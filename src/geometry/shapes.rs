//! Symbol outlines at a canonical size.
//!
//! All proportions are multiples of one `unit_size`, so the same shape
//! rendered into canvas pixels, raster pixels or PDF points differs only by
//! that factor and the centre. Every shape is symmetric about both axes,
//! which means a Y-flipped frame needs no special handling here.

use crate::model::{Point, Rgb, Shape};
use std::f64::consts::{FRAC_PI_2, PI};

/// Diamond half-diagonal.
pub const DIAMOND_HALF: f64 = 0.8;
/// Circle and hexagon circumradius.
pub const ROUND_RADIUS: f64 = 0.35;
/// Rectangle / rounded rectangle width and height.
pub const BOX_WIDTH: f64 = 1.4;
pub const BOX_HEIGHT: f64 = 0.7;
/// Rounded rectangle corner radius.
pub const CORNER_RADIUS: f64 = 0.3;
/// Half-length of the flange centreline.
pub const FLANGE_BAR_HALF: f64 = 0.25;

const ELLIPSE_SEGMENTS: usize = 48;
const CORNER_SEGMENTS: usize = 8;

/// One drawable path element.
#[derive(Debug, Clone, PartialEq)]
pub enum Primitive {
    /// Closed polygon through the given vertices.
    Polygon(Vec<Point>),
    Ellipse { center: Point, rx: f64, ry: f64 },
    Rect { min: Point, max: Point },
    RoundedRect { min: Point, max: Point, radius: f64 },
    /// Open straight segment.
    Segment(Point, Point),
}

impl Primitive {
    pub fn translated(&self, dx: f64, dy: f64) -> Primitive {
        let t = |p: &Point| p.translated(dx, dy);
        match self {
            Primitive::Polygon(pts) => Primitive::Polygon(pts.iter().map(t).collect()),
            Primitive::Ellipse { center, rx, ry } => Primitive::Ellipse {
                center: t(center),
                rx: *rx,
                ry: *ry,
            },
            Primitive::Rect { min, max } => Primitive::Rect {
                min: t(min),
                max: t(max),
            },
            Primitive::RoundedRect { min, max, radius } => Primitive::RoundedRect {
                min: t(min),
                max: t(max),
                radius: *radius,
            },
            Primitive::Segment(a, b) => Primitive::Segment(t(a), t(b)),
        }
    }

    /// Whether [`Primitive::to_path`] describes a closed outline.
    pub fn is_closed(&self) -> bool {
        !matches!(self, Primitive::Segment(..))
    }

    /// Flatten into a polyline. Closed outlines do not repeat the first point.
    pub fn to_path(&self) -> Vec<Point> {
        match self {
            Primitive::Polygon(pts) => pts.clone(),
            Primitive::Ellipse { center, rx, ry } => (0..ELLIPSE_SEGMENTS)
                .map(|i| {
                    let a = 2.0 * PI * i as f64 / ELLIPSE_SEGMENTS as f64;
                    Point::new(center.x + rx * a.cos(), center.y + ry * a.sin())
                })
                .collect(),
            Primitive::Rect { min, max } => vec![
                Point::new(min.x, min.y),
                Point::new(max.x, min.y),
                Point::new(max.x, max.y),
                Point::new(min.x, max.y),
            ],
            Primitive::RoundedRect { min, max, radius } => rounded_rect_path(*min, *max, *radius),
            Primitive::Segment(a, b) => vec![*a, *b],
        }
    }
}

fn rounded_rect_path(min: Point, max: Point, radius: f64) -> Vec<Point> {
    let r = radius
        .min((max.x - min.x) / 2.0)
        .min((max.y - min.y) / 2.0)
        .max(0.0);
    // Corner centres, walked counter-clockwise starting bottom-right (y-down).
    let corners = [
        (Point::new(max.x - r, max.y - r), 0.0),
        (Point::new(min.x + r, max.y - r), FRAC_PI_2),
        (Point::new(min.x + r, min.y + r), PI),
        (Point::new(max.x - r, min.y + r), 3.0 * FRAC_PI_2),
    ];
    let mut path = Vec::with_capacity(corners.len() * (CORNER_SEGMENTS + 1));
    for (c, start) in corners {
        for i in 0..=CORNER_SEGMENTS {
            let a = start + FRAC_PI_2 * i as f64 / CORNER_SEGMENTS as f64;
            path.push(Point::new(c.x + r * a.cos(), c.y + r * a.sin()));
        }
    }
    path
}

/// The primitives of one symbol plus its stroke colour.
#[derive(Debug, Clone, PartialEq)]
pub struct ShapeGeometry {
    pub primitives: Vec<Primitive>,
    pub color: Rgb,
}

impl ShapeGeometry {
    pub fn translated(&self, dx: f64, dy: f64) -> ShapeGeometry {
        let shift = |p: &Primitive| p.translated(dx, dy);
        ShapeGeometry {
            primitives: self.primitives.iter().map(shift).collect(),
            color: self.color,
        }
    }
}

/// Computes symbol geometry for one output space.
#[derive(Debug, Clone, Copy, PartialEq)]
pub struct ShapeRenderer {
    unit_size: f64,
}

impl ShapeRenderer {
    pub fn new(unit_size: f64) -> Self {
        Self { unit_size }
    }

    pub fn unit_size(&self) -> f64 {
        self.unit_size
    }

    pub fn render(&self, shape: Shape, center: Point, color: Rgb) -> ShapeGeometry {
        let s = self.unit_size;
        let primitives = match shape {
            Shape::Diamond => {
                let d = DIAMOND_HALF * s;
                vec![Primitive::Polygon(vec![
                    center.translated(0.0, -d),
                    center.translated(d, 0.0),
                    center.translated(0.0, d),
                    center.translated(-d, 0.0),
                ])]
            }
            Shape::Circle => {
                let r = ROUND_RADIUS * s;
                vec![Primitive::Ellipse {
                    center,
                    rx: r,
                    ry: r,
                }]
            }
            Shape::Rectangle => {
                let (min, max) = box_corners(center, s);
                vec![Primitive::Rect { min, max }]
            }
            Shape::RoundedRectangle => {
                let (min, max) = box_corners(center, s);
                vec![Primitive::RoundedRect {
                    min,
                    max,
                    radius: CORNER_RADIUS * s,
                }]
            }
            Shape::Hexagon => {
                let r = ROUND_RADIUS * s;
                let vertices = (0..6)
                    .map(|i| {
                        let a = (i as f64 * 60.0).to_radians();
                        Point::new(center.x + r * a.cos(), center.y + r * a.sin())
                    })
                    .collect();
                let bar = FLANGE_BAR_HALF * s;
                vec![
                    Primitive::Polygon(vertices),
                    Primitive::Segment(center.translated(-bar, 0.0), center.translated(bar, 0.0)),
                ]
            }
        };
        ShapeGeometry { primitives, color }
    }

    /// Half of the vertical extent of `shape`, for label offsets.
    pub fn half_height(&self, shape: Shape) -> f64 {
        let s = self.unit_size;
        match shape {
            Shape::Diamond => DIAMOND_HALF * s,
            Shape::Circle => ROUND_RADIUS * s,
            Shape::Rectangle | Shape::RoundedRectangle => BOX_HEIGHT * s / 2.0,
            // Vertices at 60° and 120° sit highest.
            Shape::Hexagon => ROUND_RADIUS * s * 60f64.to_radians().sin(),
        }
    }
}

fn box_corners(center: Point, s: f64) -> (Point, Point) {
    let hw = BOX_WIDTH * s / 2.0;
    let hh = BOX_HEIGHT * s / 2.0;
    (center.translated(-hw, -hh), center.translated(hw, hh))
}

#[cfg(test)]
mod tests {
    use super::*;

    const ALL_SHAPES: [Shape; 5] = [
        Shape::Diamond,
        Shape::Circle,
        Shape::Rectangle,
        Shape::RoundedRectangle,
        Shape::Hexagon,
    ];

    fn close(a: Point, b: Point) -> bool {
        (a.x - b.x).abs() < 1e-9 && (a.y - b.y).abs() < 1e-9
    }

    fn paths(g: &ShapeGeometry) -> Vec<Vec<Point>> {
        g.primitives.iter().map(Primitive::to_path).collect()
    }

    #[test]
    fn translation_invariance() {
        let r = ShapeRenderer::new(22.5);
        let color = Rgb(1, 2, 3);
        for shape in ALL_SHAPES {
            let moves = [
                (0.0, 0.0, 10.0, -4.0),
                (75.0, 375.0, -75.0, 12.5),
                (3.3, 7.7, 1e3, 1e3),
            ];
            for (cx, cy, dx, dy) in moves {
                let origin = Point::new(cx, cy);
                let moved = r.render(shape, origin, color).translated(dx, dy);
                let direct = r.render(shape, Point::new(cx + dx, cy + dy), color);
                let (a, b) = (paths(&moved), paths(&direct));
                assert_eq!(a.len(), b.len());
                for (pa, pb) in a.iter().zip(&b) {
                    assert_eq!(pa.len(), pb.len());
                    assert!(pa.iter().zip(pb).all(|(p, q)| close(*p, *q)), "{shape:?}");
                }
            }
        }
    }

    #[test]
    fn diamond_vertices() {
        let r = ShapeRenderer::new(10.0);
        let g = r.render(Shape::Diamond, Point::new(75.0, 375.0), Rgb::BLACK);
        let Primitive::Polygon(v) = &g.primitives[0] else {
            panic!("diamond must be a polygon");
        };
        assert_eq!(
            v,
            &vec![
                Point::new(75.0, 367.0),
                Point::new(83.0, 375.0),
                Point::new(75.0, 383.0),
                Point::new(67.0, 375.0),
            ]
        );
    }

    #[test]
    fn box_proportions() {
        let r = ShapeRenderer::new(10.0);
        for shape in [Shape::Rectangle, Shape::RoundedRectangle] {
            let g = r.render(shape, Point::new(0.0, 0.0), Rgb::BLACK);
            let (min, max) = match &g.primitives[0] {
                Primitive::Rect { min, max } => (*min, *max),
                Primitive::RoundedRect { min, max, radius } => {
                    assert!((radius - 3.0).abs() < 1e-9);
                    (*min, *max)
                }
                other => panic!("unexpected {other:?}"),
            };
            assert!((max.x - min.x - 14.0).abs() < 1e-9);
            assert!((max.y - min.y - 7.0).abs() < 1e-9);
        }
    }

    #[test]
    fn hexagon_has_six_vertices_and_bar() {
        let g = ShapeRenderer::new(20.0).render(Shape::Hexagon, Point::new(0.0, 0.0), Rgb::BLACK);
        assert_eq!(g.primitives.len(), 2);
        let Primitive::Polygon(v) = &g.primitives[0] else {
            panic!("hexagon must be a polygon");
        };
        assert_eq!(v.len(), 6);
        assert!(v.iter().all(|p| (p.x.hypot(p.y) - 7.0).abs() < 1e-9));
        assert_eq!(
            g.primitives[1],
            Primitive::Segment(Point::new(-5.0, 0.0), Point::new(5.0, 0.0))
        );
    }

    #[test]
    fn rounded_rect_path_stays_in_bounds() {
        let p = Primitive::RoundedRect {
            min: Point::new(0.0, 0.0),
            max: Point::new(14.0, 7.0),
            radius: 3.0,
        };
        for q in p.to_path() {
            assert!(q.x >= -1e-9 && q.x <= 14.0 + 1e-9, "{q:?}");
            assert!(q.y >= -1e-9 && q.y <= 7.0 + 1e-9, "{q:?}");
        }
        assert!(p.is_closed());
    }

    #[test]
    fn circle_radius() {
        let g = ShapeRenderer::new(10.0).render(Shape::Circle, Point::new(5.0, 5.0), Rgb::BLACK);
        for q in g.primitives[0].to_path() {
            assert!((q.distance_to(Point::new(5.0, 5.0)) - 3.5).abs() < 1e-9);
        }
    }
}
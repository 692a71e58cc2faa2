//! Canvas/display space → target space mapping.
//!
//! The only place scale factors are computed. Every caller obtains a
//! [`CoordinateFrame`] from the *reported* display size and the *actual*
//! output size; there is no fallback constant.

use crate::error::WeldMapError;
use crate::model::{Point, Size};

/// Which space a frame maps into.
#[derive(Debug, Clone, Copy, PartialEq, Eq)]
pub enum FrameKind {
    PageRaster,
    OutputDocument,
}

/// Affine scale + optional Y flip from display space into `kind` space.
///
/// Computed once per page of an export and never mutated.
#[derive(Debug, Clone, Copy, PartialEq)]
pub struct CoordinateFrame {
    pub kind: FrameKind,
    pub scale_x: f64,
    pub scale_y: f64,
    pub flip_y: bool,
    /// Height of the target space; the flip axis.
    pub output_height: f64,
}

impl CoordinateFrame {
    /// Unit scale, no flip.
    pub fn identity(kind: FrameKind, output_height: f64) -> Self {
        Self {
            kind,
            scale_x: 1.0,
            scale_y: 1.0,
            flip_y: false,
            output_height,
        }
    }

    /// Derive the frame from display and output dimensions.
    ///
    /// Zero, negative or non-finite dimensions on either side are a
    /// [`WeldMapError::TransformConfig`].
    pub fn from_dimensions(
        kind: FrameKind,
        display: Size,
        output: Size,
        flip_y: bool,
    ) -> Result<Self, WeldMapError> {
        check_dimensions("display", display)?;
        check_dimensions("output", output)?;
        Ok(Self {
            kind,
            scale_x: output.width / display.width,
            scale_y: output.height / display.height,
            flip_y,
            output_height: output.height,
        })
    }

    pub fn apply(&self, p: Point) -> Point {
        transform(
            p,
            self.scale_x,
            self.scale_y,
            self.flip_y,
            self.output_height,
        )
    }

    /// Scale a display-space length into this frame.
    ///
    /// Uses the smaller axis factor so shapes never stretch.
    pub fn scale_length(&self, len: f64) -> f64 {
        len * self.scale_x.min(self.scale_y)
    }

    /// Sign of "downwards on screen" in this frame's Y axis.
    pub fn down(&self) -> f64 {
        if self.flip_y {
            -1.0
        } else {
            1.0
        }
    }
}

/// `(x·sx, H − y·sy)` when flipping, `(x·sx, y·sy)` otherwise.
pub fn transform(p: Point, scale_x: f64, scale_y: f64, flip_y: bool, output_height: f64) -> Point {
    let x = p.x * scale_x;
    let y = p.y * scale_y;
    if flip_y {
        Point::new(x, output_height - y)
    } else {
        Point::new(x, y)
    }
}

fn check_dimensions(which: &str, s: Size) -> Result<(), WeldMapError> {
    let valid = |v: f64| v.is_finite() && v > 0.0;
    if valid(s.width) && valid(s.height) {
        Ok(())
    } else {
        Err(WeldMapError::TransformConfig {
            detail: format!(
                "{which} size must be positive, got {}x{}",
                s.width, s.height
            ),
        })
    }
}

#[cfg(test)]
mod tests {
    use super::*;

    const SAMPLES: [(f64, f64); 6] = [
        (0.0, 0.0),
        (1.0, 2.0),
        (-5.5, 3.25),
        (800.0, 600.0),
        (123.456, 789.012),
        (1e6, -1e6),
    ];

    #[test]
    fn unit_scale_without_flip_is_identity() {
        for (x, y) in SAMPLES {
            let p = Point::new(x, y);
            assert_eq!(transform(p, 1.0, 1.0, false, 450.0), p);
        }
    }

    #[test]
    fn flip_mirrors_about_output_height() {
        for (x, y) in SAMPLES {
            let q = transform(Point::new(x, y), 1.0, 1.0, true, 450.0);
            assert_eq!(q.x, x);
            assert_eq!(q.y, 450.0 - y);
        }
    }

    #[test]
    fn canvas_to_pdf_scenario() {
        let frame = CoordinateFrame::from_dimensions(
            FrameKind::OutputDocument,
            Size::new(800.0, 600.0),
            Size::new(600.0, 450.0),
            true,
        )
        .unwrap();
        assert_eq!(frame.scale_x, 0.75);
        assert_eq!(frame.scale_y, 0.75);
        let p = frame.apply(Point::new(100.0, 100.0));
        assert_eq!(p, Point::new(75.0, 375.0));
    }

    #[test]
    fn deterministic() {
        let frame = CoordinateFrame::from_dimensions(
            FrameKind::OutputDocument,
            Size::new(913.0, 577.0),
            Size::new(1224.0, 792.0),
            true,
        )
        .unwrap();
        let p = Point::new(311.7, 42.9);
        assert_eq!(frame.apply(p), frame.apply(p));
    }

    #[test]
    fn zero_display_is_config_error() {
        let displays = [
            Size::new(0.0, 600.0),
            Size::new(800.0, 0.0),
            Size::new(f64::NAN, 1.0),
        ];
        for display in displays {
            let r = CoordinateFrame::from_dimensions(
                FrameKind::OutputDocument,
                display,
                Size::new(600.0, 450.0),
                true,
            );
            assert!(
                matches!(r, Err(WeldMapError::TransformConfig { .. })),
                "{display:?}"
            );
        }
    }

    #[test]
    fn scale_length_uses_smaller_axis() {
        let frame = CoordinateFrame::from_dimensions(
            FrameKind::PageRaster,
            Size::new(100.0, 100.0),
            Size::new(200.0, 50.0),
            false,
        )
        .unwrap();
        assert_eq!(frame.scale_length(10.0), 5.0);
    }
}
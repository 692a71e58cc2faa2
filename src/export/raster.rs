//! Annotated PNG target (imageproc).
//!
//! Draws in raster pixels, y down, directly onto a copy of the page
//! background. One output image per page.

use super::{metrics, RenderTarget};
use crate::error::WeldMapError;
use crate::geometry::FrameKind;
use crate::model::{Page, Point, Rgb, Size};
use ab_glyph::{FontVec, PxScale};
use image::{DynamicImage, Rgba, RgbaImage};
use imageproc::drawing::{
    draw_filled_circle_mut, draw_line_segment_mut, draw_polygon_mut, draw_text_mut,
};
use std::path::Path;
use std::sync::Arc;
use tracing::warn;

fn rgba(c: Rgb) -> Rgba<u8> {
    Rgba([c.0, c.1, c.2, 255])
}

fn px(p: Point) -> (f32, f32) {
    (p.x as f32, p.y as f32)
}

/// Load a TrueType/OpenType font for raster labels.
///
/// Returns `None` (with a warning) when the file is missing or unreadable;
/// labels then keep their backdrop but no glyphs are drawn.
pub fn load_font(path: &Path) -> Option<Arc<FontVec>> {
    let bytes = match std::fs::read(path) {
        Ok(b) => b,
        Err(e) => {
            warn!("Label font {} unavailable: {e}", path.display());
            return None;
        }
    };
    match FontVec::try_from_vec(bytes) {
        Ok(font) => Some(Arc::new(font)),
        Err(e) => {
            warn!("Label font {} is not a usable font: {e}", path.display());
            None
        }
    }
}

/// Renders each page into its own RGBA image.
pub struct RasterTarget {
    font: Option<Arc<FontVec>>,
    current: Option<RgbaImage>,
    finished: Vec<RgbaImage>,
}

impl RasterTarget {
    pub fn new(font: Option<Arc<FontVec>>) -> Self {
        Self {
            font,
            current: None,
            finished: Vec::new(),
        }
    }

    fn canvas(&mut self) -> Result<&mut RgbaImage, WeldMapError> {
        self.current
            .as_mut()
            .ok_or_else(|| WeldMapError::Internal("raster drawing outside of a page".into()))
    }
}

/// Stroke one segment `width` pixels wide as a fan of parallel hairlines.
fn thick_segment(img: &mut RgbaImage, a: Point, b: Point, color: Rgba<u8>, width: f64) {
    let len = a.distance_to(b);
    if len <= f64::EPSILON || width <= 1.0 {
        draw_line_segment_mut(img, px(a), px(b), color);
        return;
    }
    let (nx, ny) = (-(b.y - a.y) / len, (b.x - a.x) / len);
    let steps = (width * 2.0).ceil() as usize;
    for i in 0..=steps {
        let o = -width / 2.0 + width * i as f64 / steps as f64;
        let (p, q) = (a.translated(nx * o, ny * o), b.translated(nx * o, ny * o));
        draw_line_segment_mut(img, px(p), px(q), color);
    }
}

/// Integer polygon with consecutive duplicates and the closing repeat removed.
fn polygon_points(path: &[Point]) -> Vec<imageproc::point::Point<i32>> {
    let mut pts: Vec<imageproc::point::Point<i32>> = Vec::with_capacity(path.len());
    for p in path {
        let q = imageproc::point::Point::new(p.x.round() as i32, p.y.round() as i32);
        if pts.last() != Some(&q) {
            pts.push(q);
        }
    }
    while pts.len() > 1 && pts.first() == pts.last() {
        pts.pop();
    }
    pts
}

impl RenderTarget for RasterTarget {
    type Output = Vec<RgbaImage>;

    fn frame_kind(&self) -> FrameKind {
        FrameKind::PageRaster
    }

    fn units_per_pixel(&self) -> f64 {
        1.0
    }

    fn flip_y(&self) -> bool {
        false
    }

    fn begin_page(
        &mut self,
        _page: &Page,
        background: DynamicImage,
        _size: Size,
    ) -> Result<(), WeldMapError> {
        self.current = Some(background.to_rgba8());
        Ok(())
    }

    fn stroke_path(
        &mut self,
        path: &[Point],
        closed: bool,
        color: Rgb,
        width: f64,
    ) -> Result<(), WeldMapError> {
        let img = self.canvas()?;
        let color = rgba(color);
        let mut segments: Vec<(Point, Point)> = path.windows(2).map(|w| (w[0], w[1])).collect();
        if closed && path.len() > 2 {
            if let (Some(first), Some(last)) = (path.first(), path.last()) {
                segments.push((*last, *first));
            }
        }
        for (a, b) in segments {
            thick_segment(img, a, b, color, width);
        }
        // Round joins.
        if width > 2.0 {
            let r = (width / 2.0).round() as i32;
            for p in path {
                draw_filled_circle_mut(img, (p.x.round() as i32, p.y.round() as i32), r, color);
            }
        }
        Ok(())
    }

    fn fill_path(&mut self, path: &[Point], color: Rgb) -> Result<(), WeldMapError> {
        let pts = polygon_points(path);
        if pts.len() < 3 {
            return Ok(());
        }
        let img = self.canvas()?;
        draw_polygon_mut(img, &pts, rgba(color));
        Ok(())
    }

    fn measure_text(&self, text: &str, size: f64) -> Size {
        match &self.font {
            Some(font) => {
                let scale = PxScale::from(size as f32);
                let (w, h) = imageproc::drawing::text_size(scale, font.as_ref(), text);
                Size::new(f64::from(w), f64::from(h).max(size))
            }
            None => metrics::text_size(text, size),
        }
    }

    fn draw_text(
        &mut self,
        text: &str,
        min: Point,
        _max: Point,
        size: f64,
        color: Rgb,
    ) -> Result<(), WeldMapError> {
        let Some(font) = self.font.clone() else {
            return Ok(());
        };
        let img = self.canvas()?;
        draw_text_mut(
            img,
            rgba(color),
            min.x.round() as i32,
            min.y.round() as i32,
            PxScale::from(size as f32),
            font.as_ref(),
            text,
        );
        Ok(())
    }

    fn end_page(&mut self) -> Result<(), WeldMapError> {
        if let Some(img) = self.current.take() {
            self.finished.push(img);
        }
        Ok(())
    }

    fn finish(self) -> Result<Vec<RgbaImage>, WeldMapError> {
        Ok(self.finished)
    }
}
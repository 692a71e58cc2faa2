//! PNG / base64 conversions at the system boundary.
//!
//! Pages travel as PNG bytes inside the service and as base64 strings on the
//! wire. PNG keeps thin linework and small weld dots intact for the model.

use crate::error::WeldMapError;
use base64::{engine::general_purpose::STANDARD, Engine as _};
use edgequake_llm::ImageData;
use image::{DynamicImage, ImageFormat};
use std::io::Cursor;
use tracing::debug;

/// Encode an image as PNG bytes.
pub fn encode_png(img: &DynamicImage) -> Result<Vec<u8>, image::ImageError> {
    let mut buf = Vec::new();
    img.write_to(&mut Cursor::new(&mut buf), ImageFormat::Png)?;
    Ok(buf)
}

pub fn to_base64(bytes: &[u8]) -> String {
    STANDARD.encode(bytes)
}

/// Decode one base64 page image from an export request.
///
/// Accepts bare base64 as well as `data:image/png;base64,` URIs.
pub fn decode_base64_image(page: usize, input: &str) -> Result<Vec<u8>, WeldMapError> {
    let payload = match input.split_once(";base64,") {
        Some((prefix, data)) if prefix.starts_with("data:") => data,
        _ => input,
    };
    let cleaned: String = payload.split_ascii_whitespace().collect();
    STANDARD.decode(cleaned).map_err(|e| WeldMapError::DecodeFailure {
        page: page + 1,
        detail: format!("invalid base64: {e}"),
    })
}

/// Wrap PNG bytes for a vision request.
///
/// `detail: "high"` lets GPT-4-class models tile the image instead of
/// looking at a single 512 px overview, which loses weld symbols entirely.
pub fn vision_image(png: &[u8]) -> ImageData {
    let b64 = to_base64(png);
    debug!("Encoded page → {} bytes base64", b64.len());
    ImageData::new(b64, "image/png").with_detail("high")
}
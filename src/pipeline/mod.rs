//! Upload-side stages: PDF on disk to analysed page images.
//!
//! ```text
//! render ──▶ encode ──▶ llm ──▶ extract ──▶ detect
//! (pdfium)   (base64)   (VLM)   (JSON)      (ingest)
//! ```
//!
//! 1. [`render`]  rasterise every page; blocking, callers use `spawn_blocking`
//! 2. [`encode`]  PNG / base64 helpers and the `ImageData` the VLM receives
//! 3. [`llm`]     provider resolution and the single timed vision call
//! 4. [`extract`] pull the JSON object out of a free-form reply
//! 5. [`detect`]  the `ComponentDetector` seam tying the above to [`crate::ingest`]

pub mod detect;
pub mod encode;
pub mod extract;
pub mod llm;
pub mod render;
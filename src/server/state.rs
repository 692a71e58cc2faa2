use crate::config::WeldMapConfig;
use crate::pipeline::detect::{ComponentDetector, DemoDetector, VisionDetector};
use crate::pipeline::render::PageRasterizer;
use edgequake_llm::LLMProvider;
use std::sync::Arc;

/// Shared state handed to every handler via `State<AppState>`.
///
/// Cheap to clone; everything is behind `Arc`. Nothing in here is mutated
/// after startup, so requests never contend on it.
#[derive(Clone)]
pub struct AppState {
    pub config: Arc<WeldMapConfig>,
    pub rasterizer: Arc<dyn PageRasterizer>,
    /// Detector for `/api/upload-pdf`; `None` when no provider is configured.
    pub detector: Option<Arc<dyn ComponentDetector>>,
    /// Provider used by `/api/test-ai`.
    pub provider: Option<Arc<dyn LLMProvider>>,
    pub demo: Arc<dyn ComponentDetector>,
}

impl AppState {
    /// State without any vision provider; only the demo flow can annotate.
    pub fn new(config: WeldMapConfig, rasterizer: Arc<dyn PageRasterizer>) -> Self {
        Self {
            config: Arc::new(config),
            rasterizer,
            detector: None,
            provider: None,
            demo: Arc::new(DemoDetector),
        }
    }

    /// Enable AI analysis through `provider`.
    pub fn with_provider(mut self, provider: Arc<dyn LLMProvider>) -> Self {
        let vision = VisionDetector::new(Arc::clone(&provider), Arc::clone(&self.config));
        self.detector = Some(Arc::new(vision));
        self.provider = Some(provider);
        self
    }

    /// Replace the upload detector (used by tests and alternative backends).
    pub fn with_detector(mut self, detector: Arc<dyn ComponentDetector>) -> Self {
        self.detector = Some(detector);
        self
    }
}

+ + + + +

Task item. Only the lines from the one containing "pub fn apply(&self, p: Point)" through the one containing "let valid = |v: f64|" are to be retyped, both boundary lines included, with no other material.

Response area.
    pub fn apply(&self, p: Point) -> Point {
        transform(
            p,
            self.scale_x,
            self.scale_y,
            self.flip_y,
            self.output_height,
        )
    }

    /// Scale a display-space length into this frame.
    ///
    /// Uses the smaller axis factor so shapes never stretch.
    pub fn scale_length(&self, len: f64) -> f64 {
        len * self.scale_x.min(self.scale_y)
    }

    /// Sign of "downwards on screen" in this frame's Y axis.
    pub fn down(&self) -> f64 {
        if self.flip_y {
            -1.0
        } else {
            1.0
        }
    }
}

/// `(x·sx, H − y·sy)` when flipping, `(x·sx, y·sy)` otherwise.
pub fn transform(p: Point, scale_x: f64, scale_y: f64, flip_y: bool, output_height: f64) -> Point {
    let x = p.x * scale_x;
    let y = p.y * scale_y;
    if flip_y {
        Point::new(x, output_height - y)
    } else {
        Point::new(x, y)
    }
}

fn check_dimensions(which: &str, s: Size) -> Result<(), WeldMapError> {
    let valid = |v: f64| v.is_finite() && v > 0.0;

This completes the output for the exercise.